# fuzzy-lightning
Fuzzy lightning is a fast and customizable package for finding the closest matches in a list of target strings (documents) using fuzzy string matching. It is particularly effective for short string matching against large document sets, and includes the fastest implementation of the Damerau-Levenshtein and longest common substring algorithms in its class.
## Introduction
Fuzzy lightning works by:
1. Converts strings to embedding vectors using an sklearn TF-IDF vectorizer on character n-grams.
2. Generates a shortlist of match candidates from the top N nearest neighbours (using cosine similarity).
3. This list of candidates is then pruned to select the best match using the longest common substring to length ratio.
### Quick Start
#### Installation
`pip install fuzzy-lightning`
Finding the closest matches in a list of documents for a list of input strings:
```
from fuzzy_lightning import FuzzyMatch
documents = ["SMARTEST ENERGY", "SMARTPIG"]
fuzzy_matcher = FuzzyMatch(documents=documents)
strings = ['SMARTPIGGIE', 'THE SMARTEST ENERGY']
matches = fuzzy_matcher.get_document_matches(strings=strings)
print(matches)
>>> [
DocumentMatch(match='SMARTPIG', confidence=1.0),
DocumentMatch(match='SMARTEST ENERGY', confidence=1.0)
]
```
The output is a list of DocumentMatch objects, each with a match attribute that contains the closest matching document and a confidence attribute that represents the confidence of the match (a value between 0 and 1):
If you want to find the closest match for a single string, you can use the get_lookup_match method:
```
match = fuzzy_matcher.get_document_match('SMARTPIGGIE')
print(match)
>>> DocumentMatch(match='SMARTPIG', confidence=1.0)
```
### Configuration
The FuzzyMatch class has a number of configurable parameters that you can set using the `FuzzyMatchConfig` class.
- **n_gram_range** (Tuple[int, int]): Range of lengths of n-grams to use with the TF-IDF vectorizer.

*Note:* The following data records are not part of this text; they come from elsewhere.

use garde::Validate;
use serde::{Deserialize, Serialize};
use std::path::PathBuf;

use crate::models::metadata::{CtaType, Language, Niche};

/// A normalized image pulled out of a generation archive.
#[derive(Debug, Clone)]
pub struct ImageAsset {
    /// Entry name inside the archive
    pub name: String,
    /// PNG-encoded bytes
    pub bytes: Vec<u8>,
    pub width: u32,
    pub height: u32,
}

/// Row written to the `gamma_gallery` table.
#[derive(Debug, Clone, Serialize, Deserialize, Validate)]
pub struct GalleryRecord {
    #[garde(length(min = 1))]
    pub original_gamma_url: String,

    #[garde(length(min = 1, max = 512))]
    pub storage_path: String,

    #[garde(skip)]
    pub niche: Niche,

    #[garde(skip)]
    pub language: Language,

    #[garde(length(min = 1, max = 200))]
    pub title: String,

    #[garde(skip)]
    pub description: String,

    #[garde(range(min = 1, max = 10))]
    pub fomo_score: i16,

    #[garde(skip)]
    pub cta_type: CtaType,

    #[garde(skip)]
    pub is_featured: bool,

    #[garde(skip)]
    pub is_placeholder: bool,

    #[garde(skip)]
    pub utm_campaign: String,

    /// False when the bytes only exist in the local fallback directory
    #[garde(skip)]
    pub stored_remotely: bool,
}

/// Where the image bytes ended up.
#[derive(Debug, Clone, PartialEq)]
pub enum AssetLocation {
    Remote,
    Local(PathBuf),
    /// Neither the store nor the local fallback accepted the bytes
    Unsaved(String),
}

impl AssetLocation {
    pub fn is_saved(&self) -> bool {
        !matches!(self, AssetLocation::Unsaved(_))
    }
}

/// Where the metadata record ended up.
#[derive(Debug, Clone, PartialEq)]
pub enum RecordLocation {
    Table,
    LocalLog(PathBuf),
    Unrecorded(String),
}

/// A published image together with its metadata record.
#[derive(Debug, Clone)]
pub struct StoredAsset {
    pub storage_path: String,
    pub location: AssetLocation,
    pub record: GalleryRecord,
    pub record_location: RecordLocation,
}

impl StoredAsset {
    pub fn stored_remotely(&self) -> bool {
        self.location == AssetLocation::Remote
    }
}
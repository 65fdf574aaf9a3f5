//! Test fixtures: generated card archives and sample Gamma URLs
#![allow(dead_code)]

use image::{DynamicImage, ImageFormat, Rgba, RgbaImage};
use std::io::{Cursor, Write};
use zip::write::SimpleFileOptions;

/// URL that classifies as plumber / urgency / fomo 9
pub const PLUMBER_URL: &str = "https://stress-free-plumbing-fre-o80krz7.gamma.site/";

/// URL that classifies as movers / value / fomo 6
pub const MOVERS_URL: &str = "https://r-movers-nszrisn.gamma.site/";

/// PNG of the given size filled with a single color
pub fn png_card(width: u32, height: u32, shade: u8) -> Vec<u8> {
    let img = RgbaImage::from_pixel(width, height, Rgba([shade, 68, 68, 255]));
    let mut out = Cursor::new(Vec::new());
    DynamicImage::ImageRgba8(img)
        .write_to(&mut out, ImageFormat::Png)
        .expect("Failed to encode test PNG");
    out.into_inner()
}

/// ZIP with `count` off-size PNG cards, like a generation archive
pub fn card_archive(count: usize) -> Vec<u8> {
    let mut writer = zip::ZipWriter::new(Cursor::new(Vec::new()));
    for i in 0..count {
        writer
            .start_file(format!("cards/card-{}.png", i + 1), SimpleFileOptions::default())
            .expect("Failed to start zip entry");
        writer
            .write_all(&png_card(320, 200, (i * 40) as u8))
            .expect("Failed to write zip entry");
    }
    writer
        .finish()
        .expect("Failed to finish zip")
        .into_inner()
}
//! Shared retry policy for outbound HTTP calls.
//!
//! One policy covers attempt limits, the backoff schedule, server-requested
//! delays (`Retry-After`) and which statuses are worth retrying.

use std::future::Future;
use std::time::Duration;

use reqwest::StatusCode;

#[derive(Debug, Clone)]
pub struct RetryPolicy {
    /// Total attempts, including the first one
    pub max_attempts: u32,
    /// Delay after failed attempt `n` (0-based); the last entry repeats
    pub backoff: Vec<Duration>,
    /// Length of one `Retry-After` unit
    pub retry_after_unit: Duration,
    /// Units to wait on 429 when the server sends no `Retry-After`
    pub default_retry_after: u64,
}

impl Default for RetryPolicy {
    fn default() -> Self {
        Self {
            max_attempts: 3,
            backoff: vec![
                Duration::from_secs(2),
                Duration::from_secs(4),
                Duration::from_secs(8),
            ],
            retry_after_unit: Duration::from_secs(1),
            default_retry_after: 60,
        }
    }
}

/// Outcome of a single failed attempt.
#[derive(Debug)]
pub enum AttemptError<E> {
    /// Transient; retry after the backoff schedule or the given delay.
    Retry { error: E, delay: Option<Duration> },
    /// Permanent; give up immediately.
    Fatal(E),
}

impl<E> AttemptError<E> {
    pub fn retry(error: E) -> Self {
        AttemptError::Retry { error, delay: None }
    }
}

/// Final error after the policy gave up.
#[derive(Debug)]
pub struct RetryFailure<E> {
    pub error: E,
    pub attempts: u32,
}

impl RetryPolicy {
    /// True for statuses that indicate a transient server-side condition.
    pub fn is_retryable_status(status: StatusCode) -> bool {
        status == StatusCode::TOO_MANY_REQUESTS || status.is_server_error()
    }

    /// Backoff delay after the given 0-based attempt.
    pub fn backoff_for(&self, attempt: u32) -> Duration {
        self.backoff
            .get(attempt as usize)
            .or_else(|| self.backoff.last())
            .copied()
            .unwrap_or_default()
    }

    /// Delay requested by a `Retry-After` header value (in seconds-as-units).
    pub fn retry_after_delay(&self, header: Option<&str>) -> Duration {
        let units = header
            .and_then(|value| value.trim().parse::<u64>().ok())
            .unwrap_or(self.default_retry_after);
        self.retry_after_unit.saturating_mul(units.min(u32::MAX as u64) as u32)
    }

    /// Run `operation` until it succeeds, fails permanently or runs out of attempts.
    ///
    /// Returns the value with the number of attempts used.
    pub async fn run<T, E, F, Fut>(
        &self,
        operation_name: &str,
        mut operation: F,
    ) -> Result<(T, u32), RetryFailure<E>>
    where
        E: std::fmt::Display,
        F: FnMut(u32) -> Fut,
        Fut: Future<Output = Result<T, AttemptError<E>>>,
    {
        let max_attempts = self.max_attempts.max(1);
        let mut attempt = 0;

        loop {
            attempt += 1;

            match operation(attempt).await {
                Ok(value) => return Ok((value, attempt)),
                Err(AttemptError::Fatal(error)) => {
                    tracing::error!(
                        operation = operation_name,
                        attempt,
                        error = %error,
                        "Permanent failure, not retrying"
                    );
                    return Err(RetryFailure {
                        error,
                        attempts: attempt,
                    });
                }
                Err(AttemptError::Retry { error, delay }) => {
                    if attempt >= max_attempts {
                        tracing::error!(
                            operation = operation_name,
                            attempt,
                            error = %error,
                            "Giving up after max attempts"
                        );
                        return Err(RetryFailure {
                            error,
                            attempts: attempt,
                        });
                    }

                    let delay = delay.unwrap_or_else(|| self.backoff_for(attempt - 1));
                    tracing::warn!(
                        operation = operation_name,
                        attempt,
                        max_attempts,
                        delay_ms = delay.as_millis() as u64,
                        error = %error,
                        "Transient failure, will retry"
                    );
                    tokio::time::sleep(delay).await;
                }
            }
        }
    }
}
//! Core types used throughout the packport converter

use std::fmt;

use serde::{Deserialize, Serialize};

/// Namespace owning the built-in `item/` and `block/` models.
pub const BUILTIN_NAMESPACE: &str = "minecraft";

/// What a reference points at. Decides the directory prefix and the
/// extension inferred for bare references.
#[derive(Debug, Clone, Copy, PartialEq, Eq, Hash, Serialize, Deserialize)]
pub enum AssetKind {
    Model,
    Texture,
    Other,
}

impl AssetKind {
    /// Directory every asset of this kind lives under, if any
    pub fn directory(self) -> Option<&'static str> {
        match self {
            AssetKind::Model => Some("models"),
            AssetKind::Texture => Some("textures"),
            AssetKind::Other => None,
        }
    }

    /// Extension appended when a reference has none
    pub fn extension(self) -> Option<&'static str> {
        match self {
            AssetKind::Model => Some("json"),
            AssetKind::Texture => Some("png"),
            AssetKind::Other => None,
        }
    }
}

/// A namespaced, normalized logical path such as `acme:models/item/sword.json`.
///
/// The relative path always uses forward slashes, never starts with one,
/// and contains no empty or `.` segments.
#[derive(Debug, Clone, PartialEq, Eq, Hash, PartialOrd, Ord, Serialize, Deserialize)]
pub struct AssetReference {
    namespace: String,
    relative_path: String,
}

impl AssetReference {
    /// Build a reference from an explicit namespace and path, normalizing
    /// slashes but inferring nothing.
    pub fn new(namespace: impl AsRef<str>, relative_path: impl AsRef<str>) -> Self {
        Self {
            namespace: namespace.as_ref().trim().to_ascii_lowercase(),
            relative_path: normalize_path(relative_path.as_ref()),
        }
    }

    /// Parse a raw reference (`ns:path` or bare `path`).
    ///
    /// Bare paths take `default_namespace`, or the built-in namespace when
    /// none is given. The kind's directory and extension are added when
    /// the path lacks them.
    pub fn parse(raw: &str, default_namespace: Option<&str>, kind: AssetKind) -> Self {
        let raw = raw.trim().replace('\\', "/");
        let (namespace, path) = match raw.split_once(':') {
            Some((ns, path)) if !ns.is_empty() => (ns.to_string(), path.to_string()),
            Some((_, path)) => (fallback_namespace(default_namespace), path.to_string()),
            None => (fallback_namespace(default_namespace), raw.clone()),
        };

        let mut path = normalize_path(&path);

        if let Some(dir) = kind.directory() {
            let prefixed = path == dir || path.starts_with(&format!("{dir}/"));
            if !prefixed {
                path = if path.is_empty() {
                    dir.to_string()
                } else {
                    format!("{dir}/{path}")
                };
            }
        }

        if let Some(ext) = kind.extension() {
            let file_name = path.rsplit('/').next().unwrap_or_default();
            if !file_name.contains('.') {
                path.push('.');
                path.push_str(ext);
            }
        }

        Self::new(namespace, path)
    }

    pub fn namespace(&self) -> &str {
        &self.namespace
    }

    pub fn relative_path(&self) -> &str {
        &self.relative_path
    }

    /// `namespace:relative/path.ext`
    pub fn symbolic(&self) -> String {
        format!("{}:{}", self.namespace, self.relative_path)
    }

    /// Path inside a resource pack archive: `assets/{namespace}/{relative_path}`
    pub fn archive_entry(&self) -> String {
        format!("assets/{}/{}", self.namespace, self.relative_path)
    }

    /// Deterministic file name for an extracted copy of this asset.
    ///
    /// Escapes the symbolic path so that every character outside
    /// `[A-Za-z0-9._-]` becomes `_`.
    pub fn cache_file_name(&self) -> String {
        self.symbolic()
            .chars()
            .map(|c| {
                if c.is_ascii_alphanumeric() || matches!(c, '.' | '-' | '_') {
                    c
                } else {
                    '_'
                }
            })
            .collect()
    }

    /// The path with its kind directory and extension stripped,
    /// e.g. `item/ruby_sword` for `models/item/ruby_sword.json`.
    pub fn stem_path(&self) -> &str {
        let path = self.relative_path.as_str();
        let path = ["models/", "textures/"]
            .iter()
            .find_map(|prefix| path.strip_prefix(prefix))
            .unwrap_or(path);
        match path.rfind('.') {
            Some(dot) if !path[dot..].contains('/') => &path[..dot],
            _ => path,
        }
    }
}

impl fmt::Display for AssetReference {
    fn fmt(&self, f: &mut fmt::Formatter<'_>) -> fmt::Result {
        write!(f, "{}:{}", self.namespace, self.relative_path)
    }
}

fn fallback_namespace(default_namespace: Option<&str>) -> String {
    default_namespace
        .filter(|ns| !ns.trim().is_empty())
        .unwrap_or(BUILTIN_NAMESPACE)
        .to_string()
}

fn normalize_path(path: &str) -> String {
    path.replace('\\', "/")
        .split('/')
        .filter(|segment| !segment.is_empty() && *segment != ".")
        .collect::<Vec<_>>()
        .join("/")
}

#[cfg(test)]
mod tests {
    use super::*;

    #[test]
    fn test_parse_namespaced_model() {
        let reference = AssetReference::parse("acme:item/ruby_sword", None, AssetKind::Model);
        assert_eq!(reference.namespace(), "acme");
        assert_eq!(reference.relative_path(), "models/item/ruby_sword.json");
    }

    #[test]
    fn test_parse_bare_uses_default_namespace() {
        let reference = AssetReference::parse("item/ruby", Some("acme"), AssetKind::Texture);
        assert_eq!(reference.symbolic(), "acme:textures/item/ruby.png");

        let builtin = AssetReference::parse("block/stone", None, AssetKind::Texture);
        assert_eq!(builtin.namespace(), BUILTIN_NAMESPACE);
    }

    #[test]
    fn test_parse_unifies_slashes_and_keeps_extension() {
        let reference =
            AssetReference::parse("Acme:\\textures//item\\ruby.tga", None, AssetKind::Texture);
        assert_eq!(reference.namespace(), "acme");
        assert_eq!(reference.relative_path(), "textures/item/ruby.tga");
    }

    #[test]
    fn test_cache_file_name_escapes_path() {
        let reference = AssetReference::new("acme", "textures/item/ruby sword.png");
        assert_eq!(
            reference.cache_file_name(),
            "acme_textures_item_ruby_sword.png"
        );
    }

    #[test]
    fn test_stem_path() {
        let model = AssetReference::parse("acme:item/ruby_sword", None, AssetKind::Model);
        assert_eq!(model.stem_path(), "item/ruby_sword");

        let other = AssetReference::new("acme", "lang/en_us");
        assert_eq!(other.stem_path(), "lang/en_us");
    }

    #[test]
    fn test_archive_entry() {
        let reference = AssetReference::parse("acme:item/ruby", None, AssetKind::Texture);
        assert_eq!(
            reference.archive_entry(),
            "assets/acme/textures/item/ruby.png"
        );
    }
}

For example,
n_gram_range = (2, 3) will use bi-grams and tri-grams.
- **min_document_freq** (int, optional): Minimum number of documents a term must appear in to be considered.
Defaults to 1.
- **tfidf_similarity_threshold** (float, optional): Minimum cosine similarity to a viable candidate for LCS.
Defaults to 0.1.
- **n_top_candidates** (int, optional): Maximum number of candidates to return that exceed the
similarity_threshold. Defaults to 40.
- **lcs_min_characters** (int): Minimum length of the string to qualify for matching to the target strings.
- **lcs_min_length_ratio** (float): Minimum ratio of string length to target string length for an string <> target
string match to qualify.
- **lcs_similarity_threshold** (float, optional): Minimum LCS match ratio to accept classification.
use_threads** (bool): Whether to use threads to parallelise the work to find the n_top_candidates for each
string.
- **n_threads** (int): Number of threads to use when finding the n_top_candidates. Increasing the number of threads
reduces the run time, but there becomes a trade off in production where there may be 'thread congestion'.
- **string_preprocessor** (Optional[Callable[[str], str]]): A callable that takes in a string and returns a processed
string. This can be used to perform any preprocessing steps on the input strings before they are compared.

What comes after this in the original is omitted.